Con literally doesn't cover that, but hey, why go with what the game has said hit points represent since 1e when you can just declare the opposite.

But becomer tougher and getting hp is luck, you said it wasn't physicality. So, when I raise my con and raise my hp, it is luck increasing isn't it? Or maybe skill. Or, is it possible that it is physicality? Which then makes is so that Tough raising your hp might be tied to physicality? But then it would need to be tied to con, or it would be "nonsensical"

Well, it is nonsense either way it seems.

It doesn't mean the race is graceful or dexterous, though. Learned skills can't represent that.

Why not, if they are the only people capable of learning it?

Yes, really. Absolutely none of that was anywhere near anything I've said or argued. One guy here has been joking about it, but that's it. Step back and get some perspective, because you've lost it badly.

Don't think I have. After all, you are still caring about this because you roleplay an elf that cares about them being "more graceful than humans". Pretty hard to put a different spin on that ball.
 

Chaosmancer

Legend
Charisma approximate domain of spiritedness and zealous confidence (justified or not), and Wisdom the Domain of more cautious Discipline. I think earlier editions that combined the two for will power got it right.

I REALLY want to take wisdom, roll it into Charisma to make will and then take perception, call it awareness and make it a stat.
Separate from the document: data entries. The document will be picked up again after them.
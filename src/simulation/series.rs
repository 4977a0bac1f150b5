use serde::Serialize;

/// One chart sample.
#[derive(Clone, Copy, Debug, PartialEq, Eq, Serialize)]
pub struct SeriesPoint {
	/// Tick number.
	#[serde(rename = "x")]
	pub tick: u32,
	/// Sampled count.
	#[serde(rename = "y")]
	pub count: usize,
}

impl SeriesPoint {
	/// Creates a sample.
	pub fn new(tick: u32, count: usize) -> Self {
		Self { tick, count }
	}
}

/// Per-tick new-infection and cumulative-infection series.
///
/// Both series start with a point for tick 0 describing the population before
/// the first tick, and grow by exactly one point per recorded tick.
#[derive(Clone, Debug, PartialEq, Eq, Serialize)]
#[serde(rename_all = "camelCase")]
pub struct TimeSeriesTracker {
	tick: u32,
	new_infections: Vec<SeriesPoint>,
	total_infected: Vec<SeriesPoint>,
}

impl TimeSeriesTracker {
	/// Creates a tracker seeded with the pre-simulation infected count.
	pub fn new(initial_infected: usize) -> Self {
		Self {
			tick: 0,
			new_infections: vec![SeriesPoint::new(0, 0)],
			total_infected: vec![SeriesPoint::new(0, initial_infected)],
		}
	}

	/// Drops every recorded tick and re-seeds tick 0.
	pub fn reset(&mut self, initial_infected: usize) {
		*self = Self::new(initial_infected);
	}

	/// Appends one tick's outcome.
	pub fn record_tick(&mut self, new_infections: usize, total_infected: usize) {
		self.tick += 1;
		self.new_infections.push(SeriesPoint::new(self.tick, new_infections));
		self.total_infected.push(SeriesPoint::new(self.tick, total_infected));
	}

	/// Ticks recorded since the last reset.
	pub fn tick(&self) -> u32 {
		self.tick
	}

	/// New infections per tick.
	pub fn new_infections(&self) -> &[SeriesPoint] {
		&self.new_infections
	}

	/// Cumulative infected count per tick.
	pub fn total_infected(&self) -> &[SeriesPoint] {
		&self.total_infected
	}

	/// New infections of the most recent tick.
	pub fn last_new_infections(&self) -> usize {
		self.new_infections.last().map_or(0, |p| p.count)
	}
}

impl Default for TimeSeriesTracker {
	fn default() -> Self {
		Self::new(0)
	}
}
//! Stochastic contagion over a randomly generated contact graph.
//!
//! A [`SimulationSession`] builds a population and its contacts, resolves
//! per-contact-type transmission probabilities from the active restrictions,
//! and ticks the infection forward on a periodic driver while recording the
//! new and cumulative infection series. Rendering is left to the host: it
//! subscribes to session events and reads [`GraphData`] / [`ChartData`].

use log::{Level, info};

mod simulation;

pub use simulation::*;

/// Initialize logging and panic hooks for the WASM target.
pub fn init_logging() {
	let _ = console_log::init_with_level(Level::Debug);
	console_error_panic_hook::set_once();
	info!("Logging initialized");
}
Wisdom is just too confused to make any sense, and getting awareness into its own stat would be so much better than making it a skill by itself.
 

Chaosmancer

Legend
Now one potentially interesting way to do this (but it would be a big redesign) to have different spells to use different stats. So illusions and enchantment spells might use charisma, healing and communing spells could use wisdom etc. And of course some spells might be 'finesse spells' and could choose between different stats. So that way your caster would play differently depending on their casting stats.
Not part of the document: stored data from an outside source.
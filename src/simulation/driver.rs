use std::cell::{Cell, RefCell};
use std::rc::Rc;
use std::time::Duration;

use log::debug;
use wasm_bindgen::JsCast;
use wasm_bindgen::closure::Closure;

use super::error::SessionError;

/// Cadence of the browser driver.
pub const DEFAULT_TICK_INTERVAL: Duration = Duration::from_secs(1);

/// Fires a callback at a fixed real-time interval until cancelled.
pub trait PeriodicDriver {
	/// Starts firing `callback` every `period`, replacing any previous
	/// schedule. On error nothing is scheduled.
	fn start(&mut self, period: Duration, callback: Box<dyn FnMut()>) -> Result<(), SessionError>;

	/// Stops firing. Cancelling an inactive driver does nothing.
	fn cancel(&mut self);

	/// Whether a callback is scheduled.
	fn is_active(&self) -> bool;
}

/// Browser driver backed by `setInterval`.
#[derive(Default)]
pub struct IntervalDriver {
	handle: Option<i32>,
	callback: Option<Closure<dyn FnMut()>>,
	// cancel may run inside the callback itself, so the closure is only
	// dropped once a later schedule replaces it
	retired: Option<Closure<dyn FnMut()>>,
}

impl IntervalDriver {
	/// Creates an inactive driver.
	pub fn new() -> Self {
		Self::default()
	}
}

impl PeriodicDriver for IntervalDriver {
	fn start(&mut self, period: Duration, callback: Box<dyn FnMut()>) -> Result<(), SessionError> {
		self.cancel();
		let window = web_sys::window()
			.ok_or_else(|| SessionError::Driver("no window available".to_string()))?;
		let closure = Closure::wrap(callback);
		let millis = i32::try_from(period.as_millis()).unwrap_or(i32::MAX);
		let handle = window
			.set_interval_with_callback_and_timeout_and_arguments_0(
				closure.as_ref().unchecked_ref(),
				millis,
			)
			.map_err(|e| SessionError::Driver(format!("setInterval failed: {e:?}")))?;
		debug!("interval {handle} started ({millis} ms)");
		self.handle = Some(handle);
		self.callback = Some(closure);
		Ok(())
	}

	fn cancel(&mut self) {
		if let Some(handle) = self.handle.take() {
			if let Some(window) = web_sys::window() {
				window.clear_interval_with_handle(handle);
			}
			debug!("interval {handle} cleared");
		}
		if let Some(callback) = self.callback.take() {
			self.retired = Some(callback);
		}
	}

	fn is_active(&self) -> bool {
		self.handle.is_some()
	}
}

impl Drop for IntervalDriver {
	fn drop(&mut self) {
		self.cancel();
	}
}

/// Driver fired by hand, for native hosts and tests.
///
/// Clones share the same schedule, so a host can keep one clone and call
/// [`fire`](Self::fire) while the session owns another.
#[derive(Clone, Default)]
pub struct ManualDriver {
	callback: Rc<RefCell<Option<Box<dyn FnMut()>>>>,
	generation: Rc<Cell<u64>>,
	period: Rc<Cell<Option<Duration>>>,
}

impl ManualDriver {
	/// Creates an inactive driver.
	pub fn new() -> Self {
		Self::default()
	}

	/// Runs the scheduled callback once. Returns `false` when inactive.
	pub fn fire(&self) -> bool {
		let Some(mut callback) = self.callback.borrow_mut().take() else {
			return false;
		};
		let generation = self.generation.get();
		callback();
		// the callback may have cancelled or rescheduled
		if self.generation.get() == generation {
			*self.callback.borrow_mut() = Some(callback);
		}
		true
	}

	/// Fires up to `n` times, stopping early once inactive. Returns the number
	/// of callbacks run.
	pub fn fire_n(&self, n: usize) -> usize {
		(0..n).take_while(|_| self.fire()).count()
	}

	/// Period of the current schedule.
	pub fn period(&self) -> Option<Duration> {
		self.period.get()
	}
}

impl PeriodicDriver for ManualDriver {
	fn start(&mut self, period: Duration, callback: Box<dyn FnMut()>) -> Result<(), SessionError> {
		self.generation.set(self.generation.get() + 1);
		self.period.set(Some(period));
		*self.callback.borrow_mut() = Some(callback);
		Ok(())
	}

	fn cancel(&mut self) {
		self.generation.set(self.generation.get() + 1);
		self.period.set(None);
		self.callback.borrow_mut().take();
	}

	fn is_active(&self) -> bool {
		self.period.get().is_some()
	}
}

#[cfg(test)]
mod tests {
	use super::*;

	#[test]
	fn fires_until_cancelled() {
		let hits = Rc::new(Cell::new(0));
		let mut driver = ManualDriver::new();
		assert!(!driver.fire());

		let h = hits.clone();
		driver
			.start(DEFAULT_TICK_INTERVAL, Box::new(move || h.set(h.get() + 1)))
			.unwrap();
		assert!(driver.is_active());
		assert_eq!(driver.period(), Some(Duration::from_secs(1)));
		assert_eq!(driver.fire_n(3), 3);

		driver.cancel();
		driver.cancel();
		assert!(!driver.is_active());
		assert!(!driver.fire());
		assert_eq!(hits.get(), 3);
	}

	#[test]
	fn callback_can_cancel_its_own_schedule() {
		let handle = ManualDriver::new();
		let mut inner = handle.clone();
		let hits = Rc::new(Cell::new(0));
		let h = hits.clone();
		let mut outer = handle.clone();
		outer
			.start(
				Duration::from_millis(10),
				Box::new(move || {
					h.set(h.get() + 1);
					if h.get() == 2 {
						inner.cancel();
					}
				}),
			)
			.unwrap();
		assert_eq!(handle.fire_n(10), 2);
		assert_eq!(hits.get(), 2);
		assert!(!handle.is_active());
	}
}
An odd idea... but not neccesarily a bad one. It would certainly spice up spellcasting, but I think it would end up in a lot of the same places as we currently have.
 

Chaosmancer

Legend
Yeah I have never once argued that +3 in a new character is “needed”, just that it’s highly attractive. Maybe even more attractive than is logically justified.

Nor do I see other people arguing that it is needed. That just seems to be an exaggeration to discredit the anti-ASI position.
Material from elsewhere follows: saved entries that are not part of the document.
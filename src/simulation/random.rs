use rand::{Rng, SeedableRng};
use rand_xoshiro::Xoshiro256PlusPlus;

/// Source of the random draws the simulation depends on.
///
/// Passed into the graph builder and the contagion engine so a run can be
/// replayed from a seed or scripted completely in tests.
pub trait RandomSource {
	/// Uniform integer in `[min, max)`.
	fn int(&mut self, min: usize, max: usize) -> usize;

	/// `true` with probability `p`. `p` is taken as-is: values at or below
	/// `0` never succeed and values at or above `1` always do.
	fn bernoulli(&mut self, p: f64) -> bool;
}

impl<R: RandomSource + ?Sized> RandomSource for &mut R {
	fn int(&mut self, min: usize, max: usize) -> usize {
		(**self).int(min, max)
	}

	fn bernoulli(&mut self, p: f64) -> bool {
		(**self).bernoulli(p)
	}
}

impl<R: RandomSource + ?Sized> RandomSource for Box<R> {
	fn int(&mut self, min: usize, max: usize) -> usize {
		(**self).int(min, max)
	}

	fn bernoulli(&mut self, p: f64) -> bool {
		(**self).bernoulli(p)
	}
}

/// Seedable source backed by Xoshiro256++.
#[derive(Clone, Debug)]
pub struct SeededRandom {
	rng: Xoshiro256PlusPlus,
}

impl SeededRandom {
	/// Creates a source whose sequence is fully determined by `seed`.
	pub fn new(seed: u64) -> Self {
		Self {
			rng: Xoshiro256PlusPlus::seed_from_u64(seed),
		}
	}

	/// Seeds from the browser clock and `Math.random`.
	///
	/// Only meaningful on `wasm32`; elsewhere the JS imports are unavailable.
	#[cfg(target_arch = "wasm32")]
	pub fn from_browser() -> Self {
		let clock = js_sys::Date::now() as u64;
		let noise = (js_sys::Math::random() * u32::MAX as f64) as u64;
		Self::new(clock ^ (noise << 32))
	}
}

impl RandomSource for SeededRandom {
	fn int(&mut self, min: usize, max: usize) -> usize {
		if max <= min {
			return min;
		}
		self.rng.random_range(min..max)
	}

	fn bernoulli(&mut self, p: f64) -> bool {
		self.rng.random::<f64>() < p
	}
}

/// Source built from two closures, the injection point for scripted draws.
pub struct FnRandom<I, B> {
	int: I,
	bernoulli: B,
}

impl<I, B> FnRandom<I, B>
where
	I: FnMut(usize, usize) -> usize,
	B: FnMut(f64) -> bool,
{
	/// Wraps an integer generator and a Bernoulli generator.
	pub fn new(int: I, bernoulli: B) -> Self {
		Self { int, bernoulli }
	}
}

impl<I, B> RandomSource for FnRandom<I, B>
where
	I: FnMut(usize, usize) -> usize,
	B: FnMut(f64) -> bool,
{
	fn int(&mut self, min: usize, max: usize) -> usize {
		(self.int)(min, max)
	}

	fn bernoulli(&mut self, p: f64) -> bool {
		(self.bernoulli)(p)
	}
}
I wouldn't say it is "needed" as in "my character is unplayable without it" but I would certainly say it is the baseline that the game pushes us towards. Everything in the character creation and class rules, and an observation on the underlining math of the system makes it very clear that 5e was designed expecting you have a 16 in your primary score.
 

Because the difference between men and women in the human race is larger than the 5% difference between goliaths and halflings. And that's the biggest difference you can get. IF you have a human compared to any other "species" of playable character, it is a 2.5% difference at best. A 2.5% difference IRL is the difference between being able to lift 50 lbs and being able to lift... 51.25 lbs. It is literally the difference between lifting a bag of dog food and lifting a bag of dog food with a frozen roll of beef in your hand. It is nothing.

And this is the difference that people claim defines the species, makes them more than a human in a rubber mask. But it isn't. And it gets worse, if you really stop and think about it.
I don't think people generally assume that D&D stats work in such linear and mathematically coherent fashion. They work in some vague 'bigger is better' scale. Like most people don't really assume that in the fiction frost giant is just a bit more than twice as strong than an average human. That would be insane. And like those 13 points between average and human and a frost giant represent far larger difference in fiction than mere percents would indicate, so do those two points between a goliath and halfling.

And I have really wanted to avoid the gender difference discussion, but my logic is reverse to yours: as the game doesn't measure difference between genders but measures (without Tasha) a difference between different species, any difference that is represented by ASIs is in the setting a larger difference than exist between the human sexes.